14 December 2014: The Salumi Board offers three options: pick two, pick three or pick four from among the meats.  An outstanding option is the spicy coppa (short for capicolla), a traditional, rustic Italian cured meat with a taste and texture similar to prosciutto.   If you’re a Sopranos fan, you might recognize capicolla by its slang name “gabagool.” By any name it’s delicious.   Speck, which is cured with such spices as juniper berries, nutmeg, garlic and bay leaves before being cold-smoked, is another terrific option.  It wouldn’t be a salumi (Italian cold cuts) board without Toscano salami, a dry, salami with large bits of fat, garlic and black peppercorns surrounded by leaner meat which provides a robust, distinctive but not overpowering flavor.  It goes without saying you’ll also want prosciutto on your board.  Accompanying these meats are slices of Italian bread, an addictive onion jam, house-made mustard, tomato relish and probably the very best spicy pickles you’ll ever have.

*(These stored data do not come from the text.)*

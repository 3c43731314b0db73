//! Post-processing operations on single-channel masks

use crate::error::{Error, Result};
use image::{GrayImage, Luma};
use imageproc::filter::separable_filter_equal;
use imageproc::morphology::{grayscale_dilate, grayscale_erode, Mask};
use imageproc::region_labelling::{connected_components, Connectivity};

/// Guard added to the activation range before min-max normalization
pub const NORMALIZATION_EPSILON: f32 = 1e-8;

/// Threshold above which a mask pixel counts as foreground (strict)
pub const BINARIZE_THRESHOLD: u8 = 127;

/// Min-max normalize raw activations to `[0, 255]`
///
/// Uses `(x - min) / (max - min + ε) * 255`; a constant activation map maps
/// to all zeros without dividing by zero.
///
/// # Errors
/// - `values.len()` does not match `width * height`
pub fn normalize_activation(values: &[f32], width: u32, height: u32) -> Result<GrayImage> {
    if values.len() != (width as usize) * (height as usize) {
        return Err(Error::inference(format!(
            "Activation length {} does not match {}x{}",
            values.len(),
            width,
            height
        )));
    }

    let (min, max) = values
        .iter()
        .fold((f32::INFINITY, f32::NEG_INFINITY), |(lo, hi), &v| (lo.min(v), hi.max(v)));
    let range = max - min + NORMALIZATION_EPSILON;

    let pixels = values
        .iter()
        .map(|&v| {
            let scaled = if v.is_finite() { (v - min) / range * 255.0 } else { 0.0 };
            scaled.clamp(0.0, 255.0) as u8
        })
        .collect();

    GrayImage::from_raw(width, height, pixels)
        .ok_or_else(|| Error::internal("Activation buffer size mismatch"))
}

/// Zero the mask everywhere outside the largest 8-connected component
///
/// Foreground is `value > 127`. Inside the kept component the soft values
/// are preserved; every other pixel, including sub-threshold halos, becomes
/// zero. When the mask has zero or one component it is returned unchanged.
#[must_use]
pub fn keep_largest_component(mask: &GrayImage) -> GrayImage {
    let binary = GrayImage::from_fn(mask.width(), mask.height(), |x, y| {
        Luma([u8::from(mask.get_pixel(x, y)[0] > BINARIZE_THRESHOLD)])
    });
    let labels = connected_components(&binary, Connectivity::Eight, Luma([0u8]));

    let max_label = labels.pixels().map(|p| p[0]).max().unwrap_or(0);
    if max_label <= 1 {
        return mask.clone();
    }

    let mut areas = vec![0u64; max_label as usize + 1];
    for p in labels.pixels() {
        if let Some(area) = areas.get_mut(p[0] as usize) {
            *area += 1;
        }
    }
    // Label 0 is the background; ties resolve to the lowest label.
    let keep = areas
        .iter()
        .enumerate()
        .skip(1)
        .fold((0usize, 0u64), |best, (label, &area)| if area > best.1 { (label, area) } else { best })
        .0 as u32;

    let mut filtered = mask.clone();
    for (x, y, pixel) in filtered.enumerate_pixels_mut() {
        let label = labels.get_pixel(x, y)[0];
        if label != keep {
            pixel[0] = 0;
        }
    }
    filtered
}

/// 5x5 elliptical structuring element, row by row
const ELLIPSE_5X5: [[u8; 5]; 5] = [
    [0, 0, 1, 0, 0],
    [1, 1, 1, 1, 1],
    [1, 1, 1, 1, 1],
    [1, 1, 1, 1, 1],
    [0, 0, 1, 0, 0],
];

fn ellipse_mask() -> Mask {
    let element = GrayImage::from_fn(5, 5, |x, y| {
        let on = ELLIPSE_5X5
            .get(y as usize)
            .and_then(|row| row.get(x as usize))
            .copied()
            .unwrap_or(0);
        Luma([on * u8::MAX])
    });
    Mask::from_image(&element, 2, 2)
}

/// Morphological closing with a 5x5 ellipse: `iterations` dilations, then as many erosions
///
/// Pixels outside the image do not take part.
#[must_use]
pub fn close_ellipse_5x5(mask: &GrayImage, iterations: usize) -> GrayImage {
    let element = ellipse_mask();
    let mut out = mask.clone();
    for _ in 0..iterations {
        out = grayscale_dilate(&out, &element);
    }
    for _ in 0..iterations {
        out = grayscale_erode(&out, &element);
    }
    out
}

/// Binomial approximation of a 5-tap Gaussian, `[1 4 6 4 1] / 16`
const GAUSS_5: [f32; 5] = [1.0 / 16.0, 4.0 / 16.0, 6.0 / 16.0, 4.0 / 16.0, 1.0 / 16.0];

/// Separable 5x5 Gaussian blur (`[1 4 6 4 1] / 16`), edges replicated
#[must_use]
pub fn gaussian_blur_5x5(mask: &GrayImage) -> GrayImage {
    if mask.width() == 0 || mask.height() == 0 {
        return mask.clone();
    }
    separable_filter_equal(mask, &GAUSS_5)
}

12 April 2015: M’Tucci’s pickled board is the very best we’ve had in New Mexico though there aren’t that many to compare with.  Available in quantities of two, three or four pickled vegetables, it’s essentially a vegetable plate even vegetable-haters will love.  Usually served with a local goat cheese, we lucked out during our April, 2015.  Because the deli had run out of what is undoubtedly an outstanding goat cheese, a Bucherondin de Chevre, a luscious and creamy French goat cheese was substituted.  Pierce the Bucherondin’s rind and you’ll enjoy a near-buttery soft, creamy and mild goat cheese that complements pickled vegetables very well.  Our pickled board included sweet and hot pickles, carrots and eggplant, all of which were oh, so delicious with distinctive notes in each.  Those pickles are absolutely addictive!

BLT

14 December 2014: The sandwich menu includes several familiar favorites such as the Cubano, BLT, Pastrami and Muffaletta, but while M’Tucci’s pays homage to traditions which spawned these sacrosanct sandwiches, it does not attempt to duplicate them.  The muffaletta, for example, is not an exact replica of the muffaletta you might have at the Central Grocery in New Orleans, but it’s an outstanding Italian inspired sandwich in its own right.  The canvas for this superb sandwich is housemade ciabatta which is generously topped with housemade capicola, mortadella, salami, an olive tapenade and house-smoked mozzarella. It takes two hands and a wide-open mouth to handle this mighty, meaty, magnificent sandwich.  The yin to the muffaletta is a ferro salad  (fresh grape tomatoes, walnuts, Tucumcari feta, pickled red onions on a lettuce leaf), one of the four available sides.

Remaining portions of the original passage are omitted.